PERE ROSTOLL
El bloqueo de las negociaciones en el Congreso entre el PSOE y el PP ha llevado al presidente de Castilla-La Mancha, el socialista José María Barreda, a presionar a Ferraz, la dirección de su partido en Madrid, para intentar salvar su polémico Estatuto, que incluye el cierre del Tajo-Segura -vital para el abastecimiento a Alicante-, mediante un pacto con los nacionalistas y al margen del PP. Barreda no quiere que, finalmente, el documento, aprobado en su día con los votos de socialistas y populares, caiga en saco roto pero, sin embargo, la ejecutiva federal del PSOE ya ha advertido que será inflexible: no habrá Estatuto sin que tenga el visto bueno del PP.
Y es que Ferraz no quiere, de ninguna de las maneras, asumir en solitario el coste que el visto bueno al documento podría tener en autonomías como Murcia y, sobre todo, la Comunidad Valenciana, donde los socialistas no levantan cabeza desde hace década y media. Por ello, la dirección federal del PSOE no está dispuesta, al menos esa es la posición que hoy está encima de la mesa, a acceder a las pretensiones de Barreda que, como argumento, recuerda que, en su día, el Estatuto catalán se aprobó sin el consenso de los populares y el aval de los nacionalistas.
Pese al intento de Barreda, la prioridad del PSOE sigue siendo pactar con el PP. Y, si eso no se produce, algo que parece hoy por hoy bastante probable, apartar la aprobación del Estatuto de Castilla-La Mancha. Seria posible, incluso, que el propio líder de los socialistas manchegos -responsable del consejo territorial del PSOE- acabara retirando el texto entre la presión no sólo de presidentes del PP como Francisco Camps o Valcárcel sino también de su propio partido. Tanto Jorge Alarte com el secretario general de los socialistas murcianos, Pedro Saura, ya han mostrado su rechazo a las intenciones de Barreda y estarán junto a los agricultores en las próximas manifestaciones de Murcia y Elche.
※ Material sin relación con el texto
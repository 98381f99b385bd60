//! Backup file decoding.

use serde_json::{Map, Value};

use crate::errors::AppError;
use crate::models::VersionToken;

const DATA_MODULE_PREFIX: &str = "export const INITIAL_DATA =";

/// Parse backup text. Plain JSON is tried first; failing that, the text is
/// treated as an exported data module and the object literal is extracted.
pub fn parse_backup_text(text: &str) -> Result<Value, AppError> {
    if text.trim().is_empty() {
        return Err(AppError::Parse("Backup file is empty".to_string()));
    }

    let strict_err = match serde_json::from_str(text) {
        Ok(value) => return Ok(value),
        Err(err) => err,
    };

    let Some(cleaned) = strip_data_module(text) else {
        return Err(AppError::Parse(format!("Backup is not valid JSON: {}", strict_err)));
    };
    tracing::info!("Backup is not plain JSON, recovered object literal from data module");
    serde_json::from_str(&cleaned)
        .map_err(|err| AppError::Parse(format!("Backup is not valid JSON: {}", err)))
}

/// Object literal of a `export const INITIAL_DATA = {...};` module, without
/// import statements or whole-line comments.
fn strip_data_module(text: &str) -> Option<String> {
    let kept: Vec<&str> = text
        .lines()
        .filter(|line| {
            let line = line.trim();
            let is_import = line.starts_with("import ") && line.ends_with(';');
            !is_import && !line.starts_with("//")
        })
        .collect();
    let joined = kept.join("\n").replacen(DATA_MODULE_PREFIX, "", 1);

    let body = joined.trim();
    let body = body.strip_suffix(';').unwrap_or(body);

    let start = body.find('{')?;
    let end = body.rfind('}')?;
    (start < end).then(|| body[start..=end].to_string())
}

/// A backup that passed structural validation. Sections are still raw; they
/// go through the sanitizer when the write plan is built.
#[derive(Debug, Clone, PartialEq)]
pub struct ValidatedBackup {
    pub version: VersionToken,
    pub theme: Map<String, Value>,
    pub products: Vec<Value>,
    pub categories: Value,
}

/// Layouts a backup file may use.
#[derive(Debug, Clone, PartialEq)]
pub enum BackupSchema {
    /// `{version, theme, products, categories}`
    Current(ValidatedBackup),
    /// `{version, theme, content: {products, categories}}` from older exports
    LegacyNested(ValidatedBackup),
    Invalid(String),
}

impl BackupSchema {
    pub fn decode(mut json: Value) -> Self {
        let Some(root) = json.as_object_mut() else {
            return BackupSchema::Invalid("Backup is not a JSON object".to_string());
        };

        let version = match VersionToken::from_json(root.get("version")) {
            v if v.is_empty() => VersionToken::now(),
            v => v,
        };
        let theme = match root.remove("theme") {
            Some(Value::Object(theme)) => theme,
            _ => return BackupSchema::Invalid("Invalid structure: missing theme".to_string()),
        };

        let (products, categories, nested) = match root.remove("products") {
            Some(Value::Array(products)) => (products, root.remove("categories"), false),
            _ => {
                let Some(Value::Object(mut content)) = root.remove("content") else {
                    return BackupSchema::Invalid(
                        "Invalid structure: missing products".to_string(),
                    );
                };
                match content.remove("products") {
                    Some(Value::Array(products)) => (products, content.remove("categories"), true),
                    _ => {
                        return BackupSchema::Invalid(
                            "Invalid structure: missing products".to_string(),
                        )
                    }
                }
            }
        };

        let categories = match categories {
            Some(categories @ Value::Array(_)) => categories,
            _ => return BackupSchema::Invalid("Invalid structure: missing categories".to_string()),
        };

        let backup = ValidatedBackup {
            version,
            theme,
            products,
            categories,
        };
        if nested {
            BackupSchema::LegacyNested(backup)
        } else {
            BackupSchema::Current(backup)
        }
    }

    pub fn into_result(self) -> Result<ValidatedBackup, AppError> {
        match self {
            BackupSchema::Current(backup) => Ok(backup),
            BackupSchema::LegacyNested(backup) => {
                tracing::info!("Restoring backup in the nested content layout");
                Ok(backup)
            }
            BackupSchema::Invalid(reason) => Err(AppError::Validation(reason)),
        }
    }
}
Así que la batalla política apunta a un bloqueo del Estatuto de Castilla-La Mancha pero también la propia negociación en el Congreso. Socialistas y populares están de acuerdo en sacar la fecha de caducidad del Tajo-Segura en 2015 del articulado e incluir, sin valor jurídico, en el preámbulo pero no se ponen de acuerdo en la reserva estratégica. Barreda quiere que se fije una reserva estratégica de 600 hm3 en Entrepeñas y Buendía lo que, en la práctica, supondría cerrar ya el trasvase; mientras que el PP acepta esa reserva pero en todos los pantanos de la autonomía lo que daría un respiro al futuro de la conducción.
Otro acuerdo en la Diputación
En la Diputación, mientras, populares y socialistas han vuelto a sellar otro pacto. El pleno correspondiente al mes de marzo aprobó, por unanimidad, una declaración institucional, presentada por la vicepresidenta Mónica Lorente y el portavoz del PSPV, Antonio Amorós, en la que se reitera la solidaridad con las comarcas de la Comunidad, Murcia y Almería que "sufren las consecuencias de la limitación en las disponibilidades de agua". El texto establece que "la caducidad del trasvase Tajo-Segura, o incluso una reducción de los caudales a trasvasar, si se fijara en el Estatuto de Autonomía de Castilla-La Mancha, ocasionaría un grave quebranto de los derechos de los ciudadanos". Los socialistas también arrancaron a los populares un pacto para que respalden la manifestación que se celebrará el próximo 27 de marzo en Elche. Igualmente, los populares presentaron ayer una moción en el Ayuntamiento de Benidorm en la que piden rechazar el cierre del Tajo-Segura.